Debugging the Visualization
A subtle logic bug was discovered in the visualization layer: The post-processing code still referenced German dictionary keys (“objekte”, “szenerie_und_ort”, “stimmung_und_komposition”) from Last week. Since the new English prompt returned English keys (“objects”, “scene_and_location”, etc.), these lookups produced empty lists, which in turn broke the overlay rendering loop. After harmonizing key references to support both language variants, the visualization resumed normal operation.
Cross-Model Visualization and Validation
A unified visualization layer now overlays results from either model directly onto the source image. In OpenAI mode, the “panning” values from GPT’s response are projected as vertical lines with object labels. This provides immediate visual confirmation that the model’s spatial reasoning aligns with the actual object layout, an important diagnostic step for evaluating AI-based perception accuracy.
Outcome and Next Steps
The project now represents a dual-model visual intelligence system, capable of using symbolic AI interpretation (OpenAI) and local pixel-based detection (Gemini).
Next steps
The upcoming development cycle will focus on connecting the openAI API layer directly with the Image Extender’s audio search and fallback system.
Advanced Automated Sound Mixing with Hierarchical Tag Handling and Spectral Awareness
The Image Extender project continues to evolve in scope and sophistication. What began as a relatively straightforward pipeline connecting object recognition to the Freesound.org API has now grown into a rich, semi-intelligent audio mixing system. This recent development phase focused on enhancing both the semantic accuracy and the acoustic quality of generated soundscapes, tackling two significant challenges: how to gracefully handle missing tag-to-sound matches, and how to intelligently mix overlapping sounds to avoid auditory clutter.
Sound Retrieval Meets Semantic Depth
One of the core limitations of the original approach was its dependence on exact tag matches. If no sound was found for a detected object, that tag simply went silent. To address this, I introduced a multi-level fallback system based on a custom-built CSV ontology inspired by Google’s AudioSet.
This ontology now contains hundreds of entries, organized into logical hierarchies that progress from broad categories like “Entity” or “Animal” to highly specific leaf nodes like “White-tailed Deer,” “Pickup Truck,” or “Golden Eagle.” When a tag fails, the system automatically climbs upward through this tree, selecting a more general fallback—moving from “Tiger” to “Carnivore” to “Mammal,” and finally to “Animal” if necessary.
Implementation of temporal composition
Initial versions of Image Extender merely stacked sounds on top of each other by only using the spatial composition in the form of panning. Now, the mixing system behaves more like a simplified DAW (Digital Audio Workstation). Key improvements introduced in this iteration include:
Random temporal placement: Shorter sound files are distributed at randomized time positions across the duration of the mix, reducing sonic overcrowding and creating a more natural flow.
Automatic fade-ins and fade-outs: Each sound is treated with short fades to eliminate abrupt onsets and offsets, improving auditory smoothness.
Mix length based on longest sound: Instead of enforcing a fixed duration, the mix now adapts to the length of the longest inserted file, which is always placed at the beginning to anchor the composition.
These changes give each generated audio scene a sense of temporal structure and stereo space, making them more immersive and cinematic.

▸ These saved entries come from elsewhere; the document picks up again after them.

/// Spam heuristic for inbound messages: at most one hashtag, two mentions
/// and one cashtag, with no more than three of those markers overall.
#[must_use]
pub fn is_valid_message(text: &str) -> bool {
    let count = |marker: char| text.chars().filter(|&c| c == marker).count();
    let hashtags = count('#');
    let mentions = count('@');
    let cashtags = count('$');

    hashtags <= 1 && mentions <= 2 && cashtags <= 1 && hashtags + mentions + cashtags <= 3
}
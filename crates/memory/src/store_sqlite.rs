/// SQLite implementation of the `MemoryStore` trait.
use {async_trait::async_trait, sqlx::SqlitePool, uuid::Uuid};

use crate::{
    Error, Result,
    error::Context,
    record::{Connection, MemoryContent, MemoryRecord},
    store::MemoryStore,
};

pub struct SqliteMemoryStore {
    pool: SqlitePool,
}

#[derive(sqlx::FromRow)]
struct MemoryRow {
    id: String,
    agent_id: String,
    entity_id: String,
    room_id: String,
    content: String,
    created_at: i64,
}

impl TryFrom<MemoryRow> for MemoryRecord {
    type Error = Error;

    fn try_from(row: MemoryRow) -> Result<Self> {
        Ok(Self {
            id: parse_uuid(&row.id)?,
            agent_id: parse_uuid(&row.agent_id)?,
            entity_id: parse_uuid(&row.entity_id)?,
            room_id: parse_uuid(&row.room_id)?,
            content: serde_json::from_str::<MemoryContent>(&row.content)?,
            created_at: row.created_at,
        })
    }
}

fn parse_uuid(raw: &str) -> Result<Uuid> {
    Uuid::parse_str(raw).with_context(|| format!("invalid uuid in memories table: {raw}"))
}

impl SqliteMemoryStore {
    pub fn new(pool: SqlitePool) -> Self {
        Self { pool }
    }

    /// Open (creating if needed) the database at `path` and initialize the
    /// schema.
    pub async fn open(path: &std::path::Path) -> Result<Self> {
        if let Some(parent) = path.parent() {
            std::fs::create_dir_all(parent)
                .with_context(|| format!("create {}", parent.display()))?;
        }
        let url = format!("sqlite:{}?mode=rwc", path.display());
        let pool = SqlitePool::connect(&url).await?;
        Self::init(&pool).await?;
        Ok(Self::new(pool))
    }

    /// Create the `memories` and `connections` tables.
    pub async fn init(pool: &SqlitePool) -> Result<()> {
        sqlx::query(
            "CREATE TABLE IF NOT EXISTS memories (
                id         TEXT    PRIMARY KEY,
                agent_id   TEXT    NOT NULL,
                entity_id  TEXT    NOT NULL,
                room_id    TEXT    NOT NULL,
                content    TEXT    NOT NULL,
                created_at INTEGER NOT NULL
            )",
        )
        .execute(pool)
        .await?;

        sqlx::query(
            "CREATE INDEX IF NOT EXISTS idx_memories_room_created
             ON memories (room_id, created_at)",
        )
        .execute(pool)
        .await?;

        sqlx::query(
            "CREATE TABLE IF NOT EXISTS connections (
                entity_id    TEXT NOT NULL,
                room_id      TEXT NOT NULL,
                username     TEXT,
                name         TEXT,
                source       TEXT NOT NULL,
                channel_type TEXT NOT NULL,
                PRIMARY KEY (entity_id, room_id)
            )",
        )
        .execute(pool)
        .await?;

        Ok(())
    }

    /// Most recent records first.
    pub async fn list_recent(&self, limit: u32) -> Result<Vec<MemoryRecord>> {
        let rows = sqlx::query_as::<_, MemoryRow>(
            "SELECT id, agent_id, entity_id, room_id, content, created_at
             FROM memories
             ORDER BY created_at DESC
             LIMIT ?",
        )
        .bind(limit)
        .fetch_all(&self.pool)
        .await?;

        rows.into_iter().map(MemoryRecord::try_from).collect()
    }

    /// Records of one conversation, oldest first.
    pub async fn list_by_room(&self, room_id: Uuid) -> Result<Vec<MemoryRecord>> {
        let rows = sqlx::query_as::<_, MemoryRow>(
            "SELECT id, agent_id, entity_id, room_id, content, created_at
             FROM memories
             WHERE room_id = ?
             ORDER BY created_at ASC",
        )
        .bind(room_id.to_string())
        .fetch_all(&self.pool)
        .await?;

        rows.into_iter().map(MemoryRecord::try_from).collect()
    }
}

#[async_trait]
impl MemoryStore for SqliteMemoryStore {
    async fn get_by_id(&self, id: Uuid) -> Result<Option<MemoryRecord>> {
        let row = sqlx::query_as::<_, MemoryRow>(
            "SELECT id, agent_id, entity_id, room_id, content, created_at
             FROM memories WHERE id = ?",
        )
        .bind(id.to_string())
        .fetch_optional(&self.pool)
        .await?;

        row.map(MemoryRecord::try_from).transpose()
    }

    async fn create(&self, record: MemoryRecord) -> Result<()> {
        let content = serde_json::to_string(&record.content)?;
        let result = sqlx::query(
            "INSERT OR IGNORE INTO memories
             (id, agent_id, entity_id, room_id, content, created_at)
             VALUES (?, ?, ?, ?, ?, ?)",
        )
        .bind(record.id.to_string())
        .bind(record.agent_id.to_string())
        .bind(record.entity_id.to_string())
        .bind(record.room_id.to_string())
        .bind(content)
        .bind(record.created_at)
        .execute(&self.pool)
        .await?;

        if result.rows_affected() == 0 {
            return Err(Error::Duplicate { id: record.id });
        }
        Ok(())
    }

    async fn ensure_connection(&self, connection: &Connection) -> Result<()> {
        sqlx::query(
            "INSERT INTO connections
             (entity_id, room_id, username, name, source, channel_type)
             VALUES (?, ?, ?, ?, ?, ?)
             ON CONFLICT (entity_id, room_id) DO UPDATE SET
                username = excluded.username,
                name     = excluded.name",
        )
        .bind(connection.entity_id.to_string())
        .bind(connection.room_id.to_string())
        .bind(&connection.username)
        .bind(&connection.name)
        .bind(&connection.source)
        .bind(connection.channel_type.as_str())
        .execute(&self.pool)
        .await?;
        Ok(())
    }
}

#[allow(clippy::unwrap_used, clippy::expect_used)]
#[cfg(test)]
mod tests {
    use {
        super::*,
        crate::{record::ChannelType, store::create_if_absent},
    };

    async fn test_store() -> SqliteMemoryStore {
        let pool = SqlitePool::connect("sqlite::memory:").await.unwrap();
        SqliteMemoryStore::init(&pool).await.unwrap();
        SqliteMemoryStore::new(pool)
    }

    fn sample(room_id: Uuid, created_at: i64) -> MemoryRecord {
        MemoryRecord {
            id: Uuid::new_v4(),
            agent_id: Uuid::nil(),
            entity_id: Uuid::new_v4(),
            room_id,
            content: MemoryContent {
                text: "hello".into(),
                source: "twitter".into(),
                url: Some("https://twitter.com/bot/status/1".into()),
                image_urls: vec!["https://pbs.example/img.png".into()],
                in_reply_to: Some(Uuid::new_v4()),
                post_id: Some("1".into()),
            },
            created_at,
        }
    }

    #[tokio::test]
    async fn create_and_get_roundtrips_content() {
        let store = test_store().await;
        let record = sample(Uuid::new_v4(), 1_700_000_000_000);
        store.create(record.clone()).await.unwrap();

        let loaded = store.get_by_id(record.id).await.unwrap().unwrap();
        assert_eq!(loaded, record);
        assert!(store.get_by_id(Uuid::new_v4()).await.unwrap().is_none());
    }

    #[tokio::test]
    async fn duplicate_create_is_reported() {
        let store = test_store().await;
        let record = sample(Uuid::new_v4(), 1);
        store.create(record.clone()).await.unwrap();
        let err = store.create(record.clone()).await.unwrap_err();
        assert!(matches!(err, Error::Duplicate { id } if id == record.id));
        assert!(!create_if_absent(&store, record).await.unwrap());
    }

    #[tokio::test]
    async fn lists_by_room_in_order() {
        let store = test_store().await;
        let room = Uuid::new_v4();
        for ts in [30, 10, 20] {
            store.create(sample(room, ts)).await.unwrap();
        }
        store.create(sample(Uuid::new_v4(), 5)).await.unwrap();

        let in_room = store.list_by_room(room).await.unwrap();
        let stamps: Vec<i64> = in_room.iter().map(|r| r.created_at).collect();
        assert_eq!(stamps, vec![10, 20, 30]);

        let recent = store.list_recent(2).await.unwrap();
        assert_eq!(recent.len(), 2);
        assert_eq!(recent[0].created_at, 30);
    }

    #[tokio::test]
    async fn ensure_connection_updates_names() {
        let store = test_store().await;
        let mut conn = Connection {
            entity_id: Uuid::new_v4(),
            room_id: Uuid::new_v4(),
            username: Some("alice".into()),
            name: Some("Alice".into()),
            source: "twitter".into(),
            channel_type: ChannelType::Group,
        };
        store.ensure_connection(&conn).await.unwrap();
        conn.name = Some("Alice B.".into());
        store.ensure_connection(&conn).await.unwrap();

        let (count, name): (i64, Option<String>) =
            sqlx::query_as("SELECT COUNT(*), MAX(name) FROM connections")
                .fetch_one(&store.pool)
                .await
                .unwrap();
        assert_eq!(count, 1);
        assert_eq!(name.as_deref(), Some("Alice B."));
    }

    #[tokio::test]
    async fn open_creates_database_file() {
        let dir = tempfile::tempdir().unwrap();
        let path = dir.path().join("nested").join("memory.db");
        let store = SqliteMemoryStore::open(&path).await.unwrap();
        store.create(sample(Uuid::new_v4(), 1)).await.unwrap();
        assert!(path.exists());
    }
}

Frequency-Aware Mixing: Avoiding Spectral Masking
A standout feature developed during this phase was automatic spectral masking avoidance. When multiple sounds overlap in time and occupy similar frequency bands, they can mask each other, causing a loss of clarity. To mitigate this, the system performs the following steps:
Before placing a sound, the system extracts the portion of the mix it will overlap with.
Both the new sound and the overlapping mix segment are analyzed via FFT (Fast Fourier Transform) to determine their dominant frequency bands.
If the analysis detects significant overlap in frequency content, the system takes one of two corrective actions:
Attenuation: The new sound is reduced in volume (e.g., -6 dB).
EQ filtering: Depending on the nature of the conflict, a high-pass or low-pass filter is applied to the new sound to move it out of the way spectrally.
This spectral awareness doesn’t reach the complexity of advanced mixing, but it significantly reduces the most obvious masking effects in real-time-generated content—without user input.
Spectrogram Visualization of the Final Mix
As part of this iteration, I also added a spectrogram visualization of the final mix. This visual feedback provides a frequency-time representation of the soundscape and highlights which parts of the spectrum have been affected by EQ filtering.
Vertical dashed lines indicate the insertion time of each new sound.
Horizontal lines mark the dominant frequencies of the added sound segments. These often coincide with spectral areas where notch filters have been applied to avoid collisions with the existing mix.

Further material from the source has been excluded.